Fixing a 401 Unauthorized Error (OAuth Connections)
Chase Agents automatically refreshes OAuth tokens before they expire using the PKCE flow. However, some OAuth connections require re-authorization when the user revokes the token from the external service, when the external service changes its OAuth endpoints, or when the granted scope changes. If you see a 401 on an OAuth connection, go to the connection settings and click Re-authorize to go through the OAuth flow again with the external service.
Fixing a 403 Forbidden Error
A 403 means the credentials are valid but the API key or OAuth token does not have permission to perform the specific action. For API key connections, check the permission settings on the key in the external service and add the required permission or generate a new key with broader scope. For OAuth connections, go through the re-authorization flow and ensure you grant all the required permissions when prompted by the external service.
Testing a Connection
After updating credentials, test the connection before re-running the automation. Navigate to the connection in the Connections Marketplace and use the connection health check feature to verify the credentials are valid. A successful health check confirms the connection can authenticate. Then re-run the automation manually to verify the full step sequence works.
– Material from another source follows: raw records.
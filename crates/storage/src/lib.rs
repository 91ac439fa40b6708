use anyhow::{Context, Result};
use chrono::{DateTime, Utc};
use sqlx::{
    sqlite::{SqliteConnectOptions, SqliteJournalMode, SqlitePoolOptions, SqliteRow},
    Pool, Row, Sqlite,
};
use std::{
    fs,
    path::{Path, PathBuf},
    str::FromStr,
};
use uuid::Uuid;

use shared::{
    domain::{
        Gift, GiftCategory, GiftId, GiftReservation, Guest, GuestId, RsvpStatus, Wish, WishId,
    },
    protocol::DashboardStats,
};

#[derive(Clone)]
pub struct Storage {
    pool: Pool<Sqlite>,
}

#[derive(Debug, Clone)]
pub struct NewGuest {
    pub name: String,
    pub contact: String,
    pub rsvp_status: RsvpStatus,
    pub adults_count: u32,
    pub children_count: u32,
}

#[derive(Debug, Clone, Default)]
pub struct NewGift {
    pub name: String,
    pub description: Option<String>,
    pub price_estimate_cents: Option<i64>,
    pub link: Option<String>,
    pub image_url: Option<String>,
    pub category: Option<GiftCategory>,
}

/// Result of the conditional reservation update.
#[derive(Debug, Clone)]
pub enum ReserveOutcome {
    Reserved(Gift),
    AlreadyReserved(Gift),
    NotFound,
}

const GIFT_COLUMNS: &str = "g.id, g.name, g.description, g.price_estimate_cents, g.link, g.image_url, g.category,
     g.is_reserved, g.reserved_by, g.reserved_at, r.name AS reserved_by_name";

const WISH_COLUMNS: &str = "w.id, w.guest_id, w.message, w.created_at, u.name AS guest_name";

impl Storage {
    pub async fn new(database_url: &str) -> Result<Self> {
        ensure_sqlite_parent_dir_exists(database_url)?;

        let in_memory = database_url.contains(":memory:");
        let mut connect_options =
            SqliteConnectOptions::from_str(database_url)?.create_if_missing(true);
        if !in_memory {
            connect_options = connect_options.journal_mode(SqliteJournalMode::Wal);
        }

        // each in-memory connection is its own database, so keep exactly one alive
        let pool_options = if in_memory {
            SqlitePoolOptions::new()
                .max_connections(1)
                .min_connections(1)
                .idle_timeout(None)
                .max_lifetime(None)
        } else {
            SqlitePoolOptions::new().max_connections(5)
        };

        let pool = pool_options.connect_with(connect_options).await?;
        sqlx::migrate!("./migrations").run(&pool).await?;
        Ok(Self { pool })
    }

    pub fn pool(&self) -> &Pool<Sqlite> {
        &self.pool
    }

    pub async fn health_check(&self) -> Result<()> {
        let _: i64 = sqlx::query_scalar("SELECT 1")
            .fetch_one(&self.pool)
            .await
            .context("sqlite ping failed")?;
        Ok(())
    }

    pub async fn create_guest(&self, guest: &NewGuest) -> Result<GuestId> {
        let rec = sqlx::query(
            "INSERT INTO guests (name, contact, rsvp_status, adults_count, children_count, created_at)
             VALUES (?, ?, ?, ?, ?, ?)
             RETURNING id",
        )
        .bind(&guest.name)
        .bind(&guest.contact)
        .bind(guest.rsvp_status.as_str())
        .bind(i64::from(guest.adults_count))
        .bind(i64::from(guest.children_count))
        .bind(Utc::now())
        .fetch_one(&self.pool)
        .await?;
        Ok(GuestId(rec.get::<i64, _>(0)))
    }

    pub async fn guest(&self, guest_id: GuestId) -> Result<Option<Guest>> {
        let row = sqlx::query(
            "SELECT id, name, contact, rsvp_status, adults_count, children_count, created_at
             FROM guests WHERE id = ?",
        )
        .bind(guest_id.0)
        .fetch_optional(&self.pool)
        .await?;
        row.as_ref().map(guest_from_row).transpose()
    }

    /// Newest first.
    pub async fn list_guests(&self) -> Result<Vec<Guest>> {
        let rows = sqlx::query(
            "SELECT id, name, contact, rsvp_status, adults_count, children_count, created_at
             FROM guests
             ORDER BY id DESC",
        )
        .fetch_all(&self.pool)
        .await?;
        rows.iter().map(guest_from_row).collect()
    }

    pub async fn insert_gift(&self, gift: &NewGift) -> Result<GiftId> {
        let rec = sqlx::query(
            "INSERT INTO gifts (name, description, price_estimate_cents, link, image_url, category)
             VALUES (?, ?, ?, ?, ?, ?)
             RETURNING id",
        )
        .bind(&gift.name)
        .bind(gift.description.as_deref())
        .bind(gift.price_estimate_cents)
        .bind(gift.link.as_deref())
        .bind(gift.image_url.as_deref())
        .bind(gift.category.map(GiftCategory::as_str))
        .fetch_one(&self.pool)
        .await?;
        Ok(GiftId(rec.get::<i64, _>(0)))
    }

    pub async fn gift(&self, gift_id: GiftId) -> Result<Option<Gift>> {
        let row = sqlx::query(&format!(
            "SELECT {GIFT_COLUMNS}
             FROM gifts g
             LEFT JOIN guests r ON r.id = g.reserved_by
             WHERE g.id = ?"
        ))
        .bind(gift_id.0)
        .fetch_optional(&self.pool)
        .await?;
        row.as_ref().map(gift_from_row).transpose()
    }

    /// Ascending price, unpriced gifts last.
    pub async fn list_gifts(&self) -> Result<Vec<Gift>> {
        let rows = sqlx::query(&format!(
            "SELECT {GIFT_COLUMNS}
             FROM gifts g
             LEFT JOIN guests r ON r.id = g.reserved_by
             ORDER BY g.price_estimate_cents IS NULL, g.price_estimate_cents ASC, g.id ASC"
        ))
        .fetch_all(&self.pool)
        .await?;
        rows.iter().map(gift_from_row).collect()
    }

    /// Marks the gift reserved only if it is still unreserved. SQLite
    /// serializes writers, so of several concurrent callers exactly one sees
    /// a changed row.
    pub async fn reserve_gift(
        &self,
        gift_id: GiftId,
        guest_id: GuestId,
        reserved_at: DateTime<Utc>,
    ) -> Result<ReserveOutcome> {
        let result = sqlx::query(
            "UPDATE gifts
             SET is_reserved = 1, reserved_by = ?, reserved_at = ?
             WHERE id = ? AND is_reserved = 0",
        )
        .bind(guest_id.0)
        .bind(reserved_at)
        .bind(gift_id.0)
        .execute(&self.pool)
        .await?;

        let current = self.gift(gift_id).await?;
        Ok(match (result.rows_affected(), current) {
            (1, Some(gift)) => ReserveOutcome::Reserved(gift),
            (_, Some(gift)) => ReserveOutcome::AlreadyReserved(gift),
            (_, None) => ReserveOutcome::NotFound,
        })
    }

    pub async fn insert_wish(&self, guest_id: GuestId, message: &str) -> Result<WishId> {
        let rec = sqlx::query(
            "INSERT INTO wishes (guest_id, message, created_at) VALUES (?, ?, ?) RETURNING id",
        )
        .bind(guest_id.0)
        .bind(message)
        .bind(Utc::now())
        .fetch_one(&self.pool)
        .await?;
        Ok(WishId(rec.get::<i64, _>(0)))
    }

    /// Newest first.
    pub async fn list_wishes(&self) -> Result<Vec<Wish>> {
        let rows = sqlx::query(&format!(
            "SELECT {WISH_COLUMNS}
             FROM wishes w
             LEFT JOIN guests u ON u.id = w.guest_id
             ORDER BY w.id DESC"
        ))
        .fetch_all(&self.pool)
        .await?;
        rows.iter().map(wish_from_row).collect()
    }

    pub async fn dashboard_stats(&self) -> Result<DashboardStats> {
        let guests = sqlx::query(
            "SELECT COUNT(*),
                    COALESCE(SUM(rsvp_status = 'attending'), 0),
                    COALESCE(SUM(rsvp_status = 'not_attending'), 0),
                    COALESCE(SUM(rsvp_status = 'maybe'), 0),
                    COALESCE(SUM(adults_count), 0),
                    COALESCE(SUM(children_count), 0)
             FROM guests",
        )
        .fetch_one(&self.pool)
        .await?;
        let gifts = sqlx::query("SELECT COUNT(*), COALESCE(SUM(is_reserved), 0) FROM gifts")
            .fetch_one(&self.pool)
            .await?;
        let total_wishes: i64 = sqlx::query_scalar("SELECT COUNT(*) FROM wishes")
            .fetch_one(&self.pool)
            .await?;

        let count = |row: &SqliteRow, idx: usize| -> Result<u64> {
            let value: i64 = row.try_get(idx)?;
            Ok(u64::try_from(value).unwrap_or_default())
        };

        Ok(DashboardStats {
            total_guests: count(&guests, 0)?,
            attending: count(&guests, 1)?,
            not_attending: count(&guests, 2)?,
            maybe: count(&guests, 3)?,
            total_adults: count(&guests, 4)?,
            total_children: count(&guests, 5)?,
            total_gifts: count(&gifts, 0)?,
            reserved_gifts: count(&gifts, 1)?,
            total_wishes: u64::try_from(total_wishes).unwrap_or_default(),
        })
    }

    pub async fn upsert_admin_credential(&self, email: &str, password_hash: &str) -> Result<()> {
        sqlx::query(
            "INSERT INTO admin_credentials (email, password_hash, updated_at)
             VALUES (?, ?, ?)
             ON CONFLICT(email) DO UPDATE SET password_hash = excluded.password_hash, updated_at = excluded.updated_at",
        )
        .bind(normalize_email(email))
        .bind(password_hash)
        .bind(Utc::now())
        .execute(&self.pool)
        .await?;
        Ok(())
    }

    pub async fn admin_password_hash(&self, email: &str) -> Result<Option<String>> {
        let row = sqlx::query("SELECT password_hash FROM admin_credentials WHERE email = ?")
            .bind(normalize_email(email))
            .fetch_optional(&self.pool)
            .await?;
        Ok(row.map(|r| r.get::<String, _>(0)))
    }

    pub async fn create_admin_session(
        &self,
        session_id: Uuid,
        email: &str,
        expires_at: DateTime<Utc>,
    ) -> Result<()> {
        sqlx::query(
            "INSERT INTO admin_sessions (session_id, email, created_at, expires_at) VALUES (?, ?, ?, ?)",
        )
        .bind(session_id.to_string())
        .bind(normalize_email(email))
        .bind(Utc::now())
        .bind(expires_at)
        .execute(&self.pool)
        .await
        .context("failed to record admin session")?;
        Ok(())
    }

    /// Email of the signed-in operator if the session exists and has not expired.
    pub async fn admin_session_email(
        &self,
        session_id: Uuid,
        now: DateTime<Utc>,
    ) -> Result<Option<String>> {
        let row = sqlx::query("SELECT email, expires_at FROM admin_sessions WHERE session_id = ?")
            .bind(session_id.to_string())
            .fetch_optional(&self.pool)
            .await?;
        let Some(row) = row else {
            return Ok(None);
        };
        let expires_at: DateTime<Utc> = row.try_get("expires_at")?;
        if expires_at <= now {
            return Ok(None);
        }
        Ok(Some(row.try_get("email")?))
    }

    pub async fn delete_admin_session(&self, session_id: Uuid) -> Result<bool> {
        let result = sqlx::query("DELETE FROM admin_sessions WHERE session_id = ?")
            .bind(session_id.to_string())
            .execute(&self.pool)
            .await?;
        Ok(result.rows_affected() > 0)
    }

    pub async fn purge_expired_admin_sessions(&self, now: DateTime<Utc>) -> Result<u64> {
        let result = sqlx::query("DELETE FROM admin_sessions WHERE expires_at <= ?")
            .bind(now)
            .execute(&self.pool)
            .await?;
        Ok(result.rows_affected())
    }
}

pub fn normalize_email(email: &str) -> String {
    email.trim().to_lowercase()
}

fn guest_from_row(row: &SqliteRow) -> Result<Guest> {
    let status: String = row.try_get("rsvp_status")?;
    let adults: i64 = row.try_get("adults_count")?;
    let children: i64 = row.try_get("children_count")?;
    Ok(Guest {
        guest_id: GuestId(row.try_get("id")?),
        name: row.try_get("name")?,
        contact: row.try_get("contact")?,
        rsvp_status: status
            .parse::<RsvpStatus>()
            .with_context(|| format!("corrupt rsvp_status '{status}'"))?,
        adults_count: u32::try_from(adults).unwrap_or_default(),
        children_count: u32::try_from(children).unwrap_or_default(),
        created_at: row.try_get("created_at")?,
    })
}

fn gift_from_row(row: &SqliteRow) -> Result<Gift> {
    let is_reserved: bool = row.try_get("is_reserved")?;
    let reserved_by: Option<i64> = row.try_get("reserved_by")?;
    let reserved_at: Option<DateTime<Utc>> = row.try_get("reserved_at")?;
    let reservation = match (is_reserved, reserved_by, reserved_at) {
        (true, Some(guest_id), Some(reserved_at)) => Some(GiftReservation {
            guest_id: GuestId(guest_id),
            guest_name: row.try_get("reserved_by_name")?,
            reserved_at,
        }),
        (false, None, None) => None,
        _ => anyhow::bail!(
            "gift {} has inconsistent reservation columns",
            row.try_get::<i64, _>("id")?
        ),
    };

    let category = row
        .try_get::<Option<String>, _>("category")?
        .map(|c| {
            c.parse::<GiftCategory>()
                .with_context(|| format!("corrupt gift category '{c}'"))
        })
        .transpose()?;
    Ok(Gift {
        gift_id: GiftId(row.try_get("id")?),
        name: row.try_get("name")?,
        description: row.try_get("description")?,
        price_estimate_cents: row.try_get("price_estimate_cents")?,
        link: row.try_get("link")?,
        image_url: row.try_get("image_url")?,
        category,
        reservation,
    })
}

fn wish_from_row(row: &SqliteRow) -> Result<Wish> {
    Ok(Wish {
        wish_id: WishId(row.try_get("id")?),
        guest_id: GuestId(row.try_get("guest_id")?),
        guest_name: row.try_get("guest_name")?,
        message: row.try_get("message")?,
        created_at: row.try_get("created_at")?,
    })
}

fn ensure_sqlite_parent_dir_exists(database_url: &str) -> Result<()> {
    let Some(path) = sqlite_path(database_url) else {
        return Ok(());
    };

    let Some(parent) = path.parent() else {
        return Ok(());
    };

    fs::create_dir_all(parent).with_context(|| {
        format!(
            "failed to create parent directory '{}' for database url '{database_url}'",
            parent.display()
        )
    })?;

    Ok(())
}

fn sqlite_path(database_url: &str) -> Option<PathBuf> {
    if database_url.contains(":memory:") || !database_url.starts_with("sqlite:") {
        return None;
    }

    let path = database_url
        .trim_start_matches("sqlite://")
        .trim_start_matches("sqlite:")
        .split('?')
        .next()
        .unwrap_or_default();

    if path.is_empty() {
        return None;
    }

    Some(Path::new(path).to_path_buf())
}

#[cfg(test)]
#[path = "tests/lib_tests.rs"]
mod tests;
Template Variable Credential Errors
If your automation uses template variables to reference credential values, and the referenced secret name no longer exists in the vault (for example, because it was renamed or deleted), the step will fail with an error indicating the template variable could not be resolved. Navigate to the credential vault, verify the secret name exactly matches what is referenced in the step, and update either the secret name or the step's template variable reference to match.
Preventing Future Authentication Failures
To reduce authentication failures: enable connection health monitoring so you are alerted when a connection goes unhealthy before it causes automation failures; use template variables for all credential references so rotating a key requires only updating one place; and for critical automations, configure a Slack notification when a run fails so authentication issues are caught quickly.